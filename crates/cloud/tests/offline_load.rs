//! Band loading against in-memory GeoTIFFs, no network.

use std::io::Cursor;

use approx::assert_relative_eq;
use geomatica_cloud::loader::{load_stacks, LoadOptions};
use geomatica_cloud::{BlockReader, CloudError, MemorySource, StacItem};
use geomatica_core::crs::{transform_bbox, CRS, EPSG_WGS84};
use geomatica_core::io::{write_geotiff_to_buffer, GeoTiffOptions, SampleType};
use geomatica_core::raster::{BBox, GeoTransform, Raster};
use serde_json::json;

const AOI: [f64; 4] = [-70.80, -34.20, -70.78, -34.18];

/// A UTM 19S tile covering `AOI`, every cell set to `value` except a
/// no-data stripe over the western `blank_cols` columns.
fn tile(value: u16, blank_cols: usize) -> Vec<u8> {
    let bounds = transform_bbox(&BBox::from_array(AOI), EPSG_WGS84, 32719).unwrap();
    let (rows, cols) = (300, 300);
    let mut r = Raster::filled(rows, cols, value);
    for row in 0..rows {
        for col in 0..blank_cols {
            r.set(row, col, 0).unwrap();
        }
    }
    r.set_transform(GeoTransform::new(bounds.min_x - 500.0, bounds.max_y + 500.0, 10.0, -10.0));
    r.set_crs(Some(CRS::from_epsg(32719)));
    r.set_nodata(Some(0));
    write_geotiff_to_buffer(&r, Some(GeoTiffOptions::with_sample_type(SampleType::U16))).unwrap()
}

fn item(id: &str, datetime: &str, href: &str) -> StacItem {
    serde_json::from_value(json!({
        "type": "Feature",
        "id": id,
        "bbox": [-71.0, -34.5, -70.5, -34.0],
        "properties": {"datetime": datetime, "proj:epsg": 32719},
        "assets": {
            "B04": {"href": href, "type": "image/tiff; application=geotiff"},
            "red": {
                "href": href,
                "raster:bands": [{"scale": 2.75e-05, "offset": -0.2}]
            }
        }
    }))
    .unwrap()
}

fn options(bands: &[&str]) -> LoadOptions {
    LoadOptions {
        bands: bands.iter().map(|b| b.to_string()).collect(),
        bbox: BBox::from_array(AOI),
        resolution: 20.0,
        block_size: 4096,
        ..Default::default()
    }
}

fn open_memory(asset: &geomatica_cloud::StacAsset) -> geomatica_cloud::Result<BlockReader<MemorySource>> {
    let bytes = match asset.href.as_str() {
        "mem://partial" => tile(1200, 150),
        "mem://full" => tile(900, 0),
        other => return Err(CloudError::Network(format!("unknown href {other}"))),
    };
    Ok(BlockReader::new(MemorySource::new(bytes), 4096, 32))
}

#[test]
fn same_day_items_merge_first_valid() {
    let items = vec![
        item("first", "2023-01-16T14:40:00Z", "mem://partial"),
        item("second", "2023-01-16T14:40:30Z", "mem://full"),
    ];
    let stacks = load_stacks(&items, &options(&["B04"]), open_memory).unwrap();
    assert_eq!(stacks.len(), 1);
    assert_eq!(stacks[0].item_ids, vec!["first", "second"]);

    let band = stacks[0].band("B04").unwrap();
    let stats = band.raster.statistics();
    assert_eq!(stats.nodata_count, 0);
    // The partial tile wins wherever it has data; the full tile fills the rest
    assert_eq!(stats.max, Some(1200.0));
    assert_eq!(stats.min, Some(900.0));
    assert_eq!((band.scale, band.offset), (0.0001, 0.0));
}

#[test]
fn separate_days_without_grouping() {
    let items = vec![
        item("later", "2023-01-21T14:40:00Z", "mem://full"),
        item("earlier", "2023-01-16T14:40:00Z", "mem://full"),
    ];
    let opts = LoadOptions {
        group_by_solar_day: false,
        ..options(&["red"])
    };
    let stacks = load_stacks(&items, &opts, open_memory).unwrap();
    assert_eq!(stacks.len(), 2);
    assert_eq!(stacks[0].item_ids, vec!["earlier"]);

    let red = stacks[0].band("red").unwrap();
    assert_relative_eq!(red.scale, 2.75e-05);
    assert_relative_eq!(red.offset, -0.2);
}

#[test]
fn missing_band_and_empty_search_are_errors() {
    let items = vec![item("only", "2023-01-16T14:40:00Z", "mem://full")];
    let err = load_stacks(&items, &options(&["B08"]), open_memory).unwrap_err();
    assert!(matches!(err, CloudError::MissingAsset { .. }));

    let err = load_stacks(&[], &options(&["B04"]), open_memory).unwrap_err();
    assert_eq!(err.to_string(), "search returned no items");
}

#[test]
fn block_reader_over_tile_decodes() {
    let reader = BlockReader::new(MemorySource::new(tile(7, 0)), 1024, 4);
    let mut tiff = geomatica_cloud::WindowedGeoTiff::open(reader).unwrap();
    assert_eq!(tiff.info().crs, Some(CRS::from_epsg(32719)));

    let full: Raster<u16> = tiff
        .read_window(geomatica_core::raster::PixelWindow::new(0, 0, 300, 300))
        .unwrap();
    assert_eq!(full.statistics().min, Some(7));

    // Same bytes through a cursor decode identically
    let mut direct = geomatica_cloud::WindowedGeoTiff::open(Cursor::new(tile(7, 0))).unwrap();
    assert_eq!(direct.info().width, 300);
}
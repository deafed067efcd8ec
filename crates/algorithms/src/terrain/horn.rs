//! Horn (1981) 3x3 finite-difference gradient shared by the terrain kernels
//!
//! ```text
//! a b c
//! d e f
//! g h i
//! ```
//!
//! dz/dx = ((c + 2f + i) - (a + 2d + g)) / (8 * cellsize)
//! dz/dy = ((g + 2h + i) - (a + 2b + c)) / (8 * cellsize)
//!
//! `dz_dy` grows with the row index, i.e. towards the south on a north-up grid.

use crate::maybe_rayon::*;
use geomatica_core::raster::Raster;
use geomatica_core::{Error, Result};
use ndarray::Array2;

/// Surface gradient at one cell, in elevation units per ground unit
#[derive(Debug, Clone, Copy, PartialEq)]
pub(crate) struct Gradient {
    pub dz_dx: f64,
    pub dz_dy: f64,
}

impl Gradient {
    const FLAT: f64 = 1e-10;

    pub fn slope_rad(&self) -> f64 {
        self.dz_dx.hypot(self.dz_dy).atan()
    }

    pub fn is_flat(&self) -> bool {
        self.dz_dx.abs() < Self::FLAT && self.dz_dy.abs() < Self::FLAT
    }

    /// Downslope direction as a compass bearing in radians (0 = north, clockwise)
    pub fn bearing_rad(&self) -> f64 {
        // downslope: east = -dz_dx, north = +dz_dy (rows run south)
        (-self.dz_dx).atan2(self.dz_dy).rem_euclid(std::f64::consts::TAU)
    }
}

/// Horn gradient at (row, col), `None` on edges or next to no-data
fn gradient_at(dem: &Raster<f64>, row: usize, col: usize, eight_cell: f64) -> Option<Gradient> {
    let (rows, cols) = dem.shape();
    if row == 0 || col == 0 || row + 1 >= rows || col + 1 >= cols {
        return None;
    }

    // SAFETY: the edge check keeps every neighbour inside the grid
    let z = |r: usize, c: usize| unsafe { dem.get_unchecked(r, c) };
    let (a, b, c) = (z(row - 1, col - 1), z(row - 1, col), z(row - 1, col + 1));
    let (d, e, f) = (z(row, col - 1), z(row, col), z(row, col + 1));
    let (g, h, i) = (z(row + 1, col - 1), z(row + 1, col), z(row + 1, col + 1));

    if [a, b, c, d, e, f, g, h, i].iter().any(|&v| dem.is_nodata(v)) {
        return None;
    }

    Some(Gradient {
        dz_dx: ((c + 2.0 * f + i) - (a + 2.0 * d + g)) / eight_cell,
        dz_dy: ((g + 2.0 * h + i) - (a + 2.0 * b + c)) / eight_cell,
    })
}

/// Evaluate `f` on the gradient of every cell, row-parallel.
///
/// Cells without a full valid neighbourhood get `fill`, which also becomes
/// the output no-data value.
pub(crate) fn map_gradient<F>(dem: &Raster<f64>, z_factor: f64, fill: f64, f: F) -> Result<Raster<f64>>
where
    F: Fn(Gradient) -> f64 + Sync,
{
    if !(z_factor > 0.0) {
        return Err(Error::InvalidParameter {
            name: "z_factor",
            value: z_factor.to_string(),
            reason: "must be positive".into(),
        });
    }

    let (rows, cols) = dem.shape();
    // Vertical exaggeration is the same as shrinking the horizontal spacing
    let eight_cell = 8.0 * dem.cell_size() / z_factor;

    let values: Vec<f64> = (0..rows)
        .into_par_iter()
        .flat_map(|row| {
            (0..cols)
                .map(|col| gradient_at(dem, row, col, eight_cell).map_or(fill, &f))
                .collect::<Vec<_>>()
        })
        .collect();

    let mut output = dem.with_same_meta::<f64>(rows, cols);
    output.set_nodata(Some(fill));
    *output.data_mut() =
        Array2::from_shape_vec((rows, cols), values).map_err(|e| Error::Other(e.to_string()))?;
    Ok(output)
}

#[cfg(test)]
mod tests {
    use super::*;
    use approx::assert_relative_eq;
    use geomatica_core::GeoTransform;

    #[test]
    fn plane_gradient() {
        // z = 2 * col + 3 * row on 10 m cells
        let mut dem: Raster<f64> = Raster::new(5, 5);
        dem.set_transform(GeoTransform::new(0.0, 50.0, 10.0, -10.0));
        for r in 0..5 {
            for c in 0..5 {
                dem.set(r, c, (2 * c + 3 * r) as f64).unwrap();
            }
        }
        let g = gradient_at(&dem, 2, 2, 80.0).unwrap();
        assert_relative_eq!(g.dz_dx, 0.2, epsilon = 1e-12);
        assert_relative_eq!(g.dz_dy, 0.3, epsilon = 1e-12);
        assert!(gradient_at(&dem, 0, 2, 80.0).is_none());
    }

    #[test]
    fn bearings() {
        // Surface falling to the east
        let east = Gradient { dz_dx: -1.0, dz_dy: 0.0 };
        assert_relative_eq!(east.bearing_rad().to_degrees(), 90.0, epsilon = 1e-9);
        // Rising towards the south means falling to the north
        let north = Gradient { dz_dx: 0.0, dz_dy: 1.0 };
        assert_relative_eq!(north.bearing_rad().to_degrees(), 0.0, epsilon = 1e-9);
        let west = Gradient { dz_dx: 1.0, dz_dy: 0.0 };
        assert_relative_eq!(west.bearing_rad().to_degrees(), 270.0, epsilon = 1e-9);
    }
}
════════════════
Only the lines from the start of the material through the line containing "fn open_memory(asset: &geomatica_cloud::StacAsset)" belong in the answer, each copied exactly.

> Answer for this exercise:
filename crates/cloud/tests/offline_load.rs
//! Band loading against in-memory GeoTIFFs, no network.

use std::io::Cursor;

use approx::assert_relative_eq;
use geomatica_cloud::loader::{load_stacks, LoadOptions};
use geomatica_cloud::{BlockReader, CloudError, MemorySource, StacItem};
use geomatica_core::crs::{transform_bbox, CRS, EPSG_WGS84};
use geomatica_core::io::{write_geotiff_to_buffer, GeoTiffOptions, SampleType};
use geomatica_core::raster::{BBox, GeoTransform, Raster};
use serde_json::json;

const AOI: [f64; 4] = [-70.80, -34.20, -70.78, -34.18];

/// A UTM 19S tile covering `AOI`, every cell set to `value` except a
/// no-data stripe over the western `blank_cols` columns.
fn tile(value: u16, blank_cols: usize) -> Vec<u8> {
    let bounds = transform_bbox(&BBox::from_array(AOI), EPSG_WGS84, 32719).unwrap();
    let (rows, cols) = (300, 300);
    let mut r = Raster::filled(rows, cols, value);
    for row in 0..rows {
        for col in 0..blank_cols {
            r.set(row, col, 0).unwrap();
        }
    }
    r.set_transform(GeoTransform::new(bounds.min_x - 500.0, bounds.max_y + 500.0, 10.0, -10.0));
    r.set_crs(Some(CRS::from_epsg(32719)));
    r.set_nodata(Some(0));
    write_geotiff_to_buffer(&r, Some(GeoTiffOptions::with_sample_type(SampleType::U16))).unwrap()
}

fn item(id: &str, datetime: &str, href: &str) -> StacItem {
    serde_json::from_value(json!({
        "type": "Feature",
        "id": id,
        "bbox": [-71.0, -34.5, -70.5, -34.0],
        "properties": {"datetime": datetime, "proj:epsg": 32719},
        "assets": {
            "B04": {"href": href, "type": "image/tiff; application=geotiff"},
            "red": {
                "href": href,
                "raster:bands": [{"scale": 2.75e-05, "offset": -0.2}]
            }
        }
    }))
    .unwrap()
}

fn options(bands: &[&str]) -> LoadOptions {
    LoadOptions {
        bands: bands.iter().map(|b| b.to_string()).collect(),
        bbox: BBox::from_array(AOI),
        resolution: 20.0,
        block_size: 4096,
        ..Default::default()
    }
}

fn open_memory(asset: &geomatica_cloud::StacAsset) -> geomatica_cloud::Result<BlockReader<MemorySource>> {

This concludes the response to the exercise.